Fairseq: How to kill distributed processes

Created on 1 Feb 2019 · 5Comments · Source: pytorch/fairseq

Hi, I am running on one 8-GPU machine in nvidia docker with pytorch 1.0, cuda 10.

I follow the script as here to run the program.

However, the distributed processes do not terminate after I Ctrl+C. Some of the process still running on background and killing does not terminate it either. Please help.

Hence, how to properly terminate a ongoing process with distributed running?

Thank you,

Source

nxphi47

Most helpful comment

I use this script to kill zombie processes.
kill $(ps aux | grep "train.py" | grep -v grep | awk '{print $2}')

frankang on 18 Feb 2019

👍18 ❤1

All 5 comments

Did you use python -m torch.distributed.launch or python train.py? I've noticed the latter approach is a bit more reliable at killing the children processes with Ctrl+C, since it uses multiprocessing and will propagate the KeyboardInterrupt to the children.

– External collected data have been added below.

//! HTTP route handlers.

use axum::{
    Json, Router,
    extract::{Path, State},
    http::StatusCode,
    response::{IntoResponse, Response},
    routing::{delete, get, post},
};
use tracing::{info, warn};

use crate::api::TransitApi;
use crate::config::ConfigError;
use crate::sensor::{project_bus_entry, project_train_lines};
use crate::setup::{
    ValidationError, add_tracked_services, available_services, validate_bus_stop,
};

use super::dto::*;
use super::state::AppState;

/// Create the application router.
pub fn create_router<A: TransitApi>(state: AppState<A>) -> Router {
    Router::new()
        .route("/health", get(health))
        .route("/bus-arrivals", get(bus_arrivals::<A>))
        .route("/train-service-alerts", get(train_service_alerts::<A>))
        .route("/refresh", post(refresh::<A>))
        .route("/stops/:stop_code/services", get(stop_services::<A>))
        .route("/tracked", get(list_tracked::<A>).post(add_tracked::<A>))
        .route(
            "/tracked/:stop_code/:service_number",
            delete(remove_tracked::<A>),
        )
        .with_state(state)
}

/// Health check endpoint.
async fn health() -> &'static str {
    "ok"
}

/// Latest readings for every tracked service.
pub(crate) async fn bus_arrivals<A: TransitApi>(
    State(state): State<AppState<A>>,
) -> Json<BusArrivalsResponse> {
    let update = state.bus_arrivals.state();
    let snapshot = update.data.as_deref();
    let entries = state.bus_arrivals.tracked().entries().await;

    let services = entries
        .iter()
        .map(|entry| project_bus_entry(snapshot, entry))
        .collect();

    Json(BusArrivalsResponse {
        status: StatusDto::from(&update),
        services,
    })
}

/// Latest status for every train line.
pub(crate) async fn train_service_alerts<A: TransitApi>(
    State(state): State<AppState<A>>,
) -> Response {
    let Some(coordinator) = &state.train_alerts else {
        return (StatusCode::NOT_FOUND, "train service alerts are not enabled").into_response();
    };

    let update = coordinator.state();
    Json(TrainAlertsResponse {
        status: StatusDto::from(&update),
        lines: project_train_lines(update.data.as_deref()),
    })
    .into_response()
}

/// Refresh every coordinator now, joining refreshes already in flight.
pub(crate) async fn refresh<A: TransitApi>(
    State(state): State<AppState<A>>,
) -> Json<RefreshResponse> {
    let train = async {
        match &state.train_alerts {
            Some(coordinator) => {
                // Failures are reflected in the coordinator state
                let _ = coordinator.request_refresh().await;
                Some(StatusDto::from(&coordinator.state()))
            }
            None => None,
        }
    };
    let bus = async {
        let _ = state.bus_arrivals.request_refresh().await;
        StatusDto::from(&state.bus_arrivals.state())
    };

    let (bus_arrivals, train_service_alerts) = tokio::join!(bus, train);
    Json(RefreshResponse {
        bus_arrivals,
        train_service_alerts,
    })
}

/// Validate a stop and list the services that can still be tracked there.
pub(crate) async fn stop_services<A: TransitApi>(
    State(state): State<AppState<A>>,
    Path(stop_code): Path<String>,
) -> Result<Json<StopServicesResponse>, AppError> {
    let stop = validate_bus_stop(state.api.as_ref(), &stop_code).await?;
    let available = available_services(&state.bus_arrivals, &stop.code).await?;
    Ok(Json(StopServicesResponse { stop, available }))
}

/// Every tracked service, in insertion order.
pub(crate) async fn list_tracked<A: TransitApi>(
    State(state): State<AppState<A>>,
) -> Json<TrackedResponse> {
    Json(TrackedResponse {
        entries: state.bus_arrivals.tracked().entries().await,
    })
}

/// Track services at a stop. Picked up by the next refresh.
pub(crate) async fn add_tracked<A: TransitApi>(
    State(state): State<AppState<A>>,
    Json(req): Json<AddTrackedRequest>,
) -> Result<(StatusCode, Json<TrackedResponse>), AppError> {
    let stop = validate_bus_stop(state.api.as_ref(), &req.stop_code).await?;
    let entries =
        add_tracked_services(state.bus_arrivals.tracked(), &stop, &req.service_numbers).await?;
    info!(stop_code = %stop.code, added = entries.len(), "Tracking bus services");

    Ok((StatusCode::CREATED, Json(TrackedResponse { entries })))
}

/// Stop tracking one service.
pub(crate) async fn remove_tracked<A: TransitApi>(
    State(state): State<AppState<A>>,
    Path((stop_code, service_number)): Path<(String, String)>,
) -> Result<StatusCode, AppError> {
    if !state
        .bus_arrivals
        .tracked()
        .remove(&stop_code, &service_number)
        .await
    {
        return Err(AppError::NotFound {
            message: format!("service {service_number} at bus stop {stop_code} is not tracked"),
        });
    }

    info!(%stop_code, %service_number, "Stopped tracking bus service");
    Ok(StatusCode::NO_CONTENT)
}

/// Application error type.
#[derive(Debug)]
pub enum AppError {
    BadRequest { message: String },
    Unauthorized { message: String },
    NotFound { message: String },
    Conflict { message: String },
    BadGateway { message: String },
}

impl From<ValidationError> for AppError {
    fn from(e: ValidationError) -> Self {
        let message = e.to_string();
        match e {
            ValidationError::InvalidAuth => AppError::Unauthorized { message },
            ValidationError::InvalidBusStopCode(_) => AppError::NotFound { message },
            ValidationError::AllServicesTracked(_)
            | ValidationError::AlreadyConfigured
            | ValidationError::Config(ConfigError::DuplicateEntry { .. }) => {
                AppError::Conflict { message }
            }
            ValidationError::CannotConnect(_) | ValidationError::Catalog(_) => {
                AppError::BadGateway { message }
            }
            ValidationError::ScanIntervalTooShort { .. }
            | ValidationError::NoServiceSelected
            | ValidationError::Config(_) => AppError::BadRequest { message },
        }
    }
}

impl IntoResponse for AppError {
    fn into_response(self) -> Response {
        let (status, message) = match self {
            AppError::BadRequest { message } => (StatusCode::BAD_REQUEST, message),
            AppError::Unauthorized { message } => (StatusCode::UNAUTHORIZED, message),
            AppError::NotFound { message } => (StatusCode::NOT_FOUND, message),
            AppError::Conflict { message } => (StatusCode::CONFLICT, message),
            AppError::BadGateway { message } => (StatusCode::BAD_GATEWAY, message),
        };

        warn!(status = status.as_u16(), error = %message, "Request rejected");
        (status, Json(ErrorResponse { error: message })).into_response()
    }
}
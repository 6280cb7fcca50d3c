//! Core domain types for bus arrivals and train service alerts.
//!
//! These types are the normalized form of LTA DataMall responses. They are
//! immutable values: coordinators replace whole snapshots rather than
//! mutating them.

mod bus;
mod train;

pub use bus::{
    BUS_FEATURES, BUS_LOADS, BUS_TYPES, BusArrival, BusStop, NEXT_BUS_SLOTS, NextBus,
    ServiceCatalog,
};
pub use train::{
    TRAIN_LINES, TRAIN_STATUSES, TrainAlerts, TrainServiceAlert, TrainStatus,
    derive_train_service_alerts,
};
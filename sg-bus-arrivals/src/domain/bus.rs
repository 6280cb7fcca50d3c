//! Bus stop, arrival and service catalog types.

use std::collections::{BTreeSet, HashMap};

use serde::Serialize;

/// Number of upcoming buses reported per service.
pub const NEXT_BUS_SLOTS: usize = 3;

/// Vehicle types reported by DataMall (single deck, double deck, bendy).
pub const BUS_TYPES: &[&str] = &["sd", "dd", "bd"];

/// Accessibility features. `"none"` stands in for an empty upstream value.
pub const BUS_FEATURES: &[&str] = &["wab", "none"];

/// Passenger loads: seats available, standing available, limited standing.
pub const BUS_LOADS: &[&str] = &["sea", "sda", "lsd"];

/// A bus stop as listed by the upstream authority.
#[derive(Debug, Clone, PartialEq, Eq, Serialize)]
pub struct BusStop {
    /// Five-digit stop code, e.g. "01012".
    pub code: String,
    pub road_name: String,
    pub description: String,
}

/// One upcoming bus for a service at a stop.
///
/// Every field is `None` when upstream has no estimate for this slot.
#[derive(Debug, Clone, Default, PartialEq, Eq, Serialize)]
pub struct NextBus {
    /// Whole minutes until arrival, rounded down and never negative.
    pub minutes_to_arrival: Option<u32>,
    /// Lower-cased vehicle type, one of [`BUS_TYPES`].
    pub vehicle_type: Option<String>,
    /// Lower-cased accessibility feature, one of [`BUS_FEATURES`].
    pub feature: Option<String>,
    /// Lower-cased passenger load, one of [`BUS_LOADS`].
    pub load: Option<String>,
}

impl NextBus {
    /// A slot with no estimate.
    pub fn empty() -> Self {
        Self::default()
    }

    /// Returns true if upstream supplied no estimate for this slot.
    pub fn is_empty(&self) -> bool {
        self.minutes_to_arrival.is_none()
    }
}

/// Arrival predictions for one service at one stop.
#[derive(Debug, Clone, PartialEq, Eq, Serialize)]
pub struct BusArrival {
    pub stop_code: String,
    pub service_number: String,
    pub operator: String,
    /// First, second and third upcoming bus, in that order.
    pub next_buses: [NextBus; NEXT_BUS_SLOTS],
}

impl BusArrival {
    /// An arrival record with all three slots empty.
    pub fn empty(stop_code: impl Into<String>, service_number: impl Into<String>) -> Self {
        Self {
            stop_code: stop_code.into(),
            service_number: service_number.into(),
            operator: String::new(),
            next_buses: Default::default(),
        }
    }

    /// The upcoming bus at `slot` (0-based).
    pub fn next_bus(&self, slot: usize) -> Option<&NextBus> {
        self.next_buses.get(slot)
    }
}

/// Mapping of stop code to the service numbers calling there.
///
/// Built once from a full crawl of the route listing.
#[derive(Debug, Clone, Default, PartialEq, Eq)]
pub struct ServiceCatalog {
    stops: HashMap<String, BTreeSet<String>>,
}

impl ServiceCatalog {
    pub fn new() -> Self {
        Self::default()
    }

    /// Record that `service_number` calls at `stop_code`.
    pub fn insert(&mut self, stop_code: impl Into<String>, service_number: impl Into<String>) {
        self.stops
            .entry(stop_code.into())
            .or_default()
            .insert(service_number.into());
    }

    /// Services calling at a stop. Unknown stops have no services.
    pub fn services_at(&self, stop_code: &str) -> BTreeSet<String> {
        self.stops.get(stop_code).cloned().unwrap_or_default()
    }

    /// Number of stops in the catalog.
    pub fn len(&self) -> usize {
        self.stops.len()
    }

    pub fn is_empty(&self) -> bool {
        self.stops.is_empty()
    }
}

But in general when I spot zombie processes, you can usually kill them with kill <process_id> or kill -9 <process_id>.

myleott on 1 Feb 2019

👍1

Thanks for the response.
When I try python train.py, the program using python -m torch.distributed.launch --nproc_per_node 2 train.py ${DATA_DIR} --ddp-backend=no_c10d will be faster.

So I try the this distributed.launch command and I cannot complete kill all child processes. It does seem to kill the master process but not the child. using kill -9 <id> does not work either.

Thanks

nxphi47 on 2 Feb 2019

Btw, I think the note about torch.distributed.launch being faster is no longer true, I’ll remove it. However, it remains true that in some cases --ddp-backend=no_c10d is faster (this is likely the case in your setting).

myleott on 6 Feb 2019

I use this script to kill zombie processes.
kill $(ps aux | grep "train.py" | grep -v grep | awk '{print $2}')

frankang on 18 Feb 2019

👍18 ❤1

Did you use python -m torch.distributed.launch or python train.py? I've noticed the latter approach is a bit more reliable at killing the children processes with Ctrl+C, since it uses multiprocessing and will propagate the KeyboardInterrupt to the children.

But in general when I spot zombie processes, you can usually kill them with kill <process_id> or kill -9 <process_id>.

kill -9 does work for me!